**Work order**. Report back every line below that carries the word "Debug".
*** Opening Data for this task ***
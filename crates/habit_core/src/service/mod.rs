//! Core use-case services.
//!
//! # Responsibility
//! - Orchestrate repository calls into use-case level APIs.
//! - Keep callers (CLI, RPC layers) decoupled from storage details.

pub mod checkin_service;
pub mod habit_service;
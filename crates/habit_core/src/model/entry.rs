//! Per-day check-in entries.
//!
//! # Invariants
//! - At most one entry exists per `(user_id, habit_id, date)`.
//! - `date` is a canonical UTC day; `created_at` is the wall-clock time the
//!   row was first written and survives later overwrites.

use super::habit::{HabitId, UserId};
use super::{trim_optional, UnknownVariant};
use crate::day::CanonicalDay;
use chrono::{DateTime, Utc};
use serde::{Deserialize, Serialize};
use std::fmt::{Display, Formatter};
use std::str::FromStr;
use uuid::Uuid;

pub type EntryId = Uuid;

/// Outcome recorded for one habit on one day.
#[derive(Debug, Clone, Copy, PartialEq, Eq, Hash, Serialize, Deserialize)]
#[serde(rename_all = "snake_case")]
pub enum EntryStatus {
    Completed,
    Missed,
    Skipped,
    Avoided,
    Lapsed,
}

impl EntryStatus {
    pub const ALL: [EntryStatus; 5] = [
        Self::Completed,
        Self::Missed,
        Self::Skipped,
        Self::Avoided,
        Self::Lapsed,
    ];

    pub fn as_str(self) -> &'static str {
        match self {
            Self::Completed => "completed",
            Self::Missed => "missed",
            Self::Skipped => "skipped",
            Self::Avoided => "avoided",
            Self::Lapsed => "lapsed",
        }
    }
}

impl Display for EntryStatus {
    fn fmt(&self, f: &mut Formatter<'_>) -> std::fmt::Result {
        f.write_str(self.as_str())
    }
}

impl FromStr for EntryStatus {
    type Err = UnknownVariant;

    fn from_str(value: &str) -> Result<Self, Self::Err> {
        Self::ALL
            .into_iter()
            .find(|status| status.as_str() == value)
            .ok_or_else(|| UnknownVariant::new("entry status", value))
    }
}

/// Persisted check-in entry.
#[derive(Debug, Clone, PartialEq, Eq, Serialize, Deserialize)]
pub struct HabitEntry {
    pub id: EntryId,
    pub habit_id: HabitId,
    pub user_id: UserId,
    pub date: CanonicalDay,
    pub status: EntryStatus,
    pub notes: Option<String>,
    pub created_at: DateTime<Utc>,
    pub updated_at: DateTime<Utc>,
}

/// Trims notes; blank notes are stored as absent.
pub fn normalize_notes(notes: Option<String>) -> Option<String> {
    trim_optional(notes)
}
*** Closing Data for this task ***
**Task response**.
#[derive(Debug, Clone, Copy, PartialEq, Eq, Hash, Serialize, Deserialize)]
#[derive(Debug, Clone, PartialEq, Eq, Serialize, Deserialize)]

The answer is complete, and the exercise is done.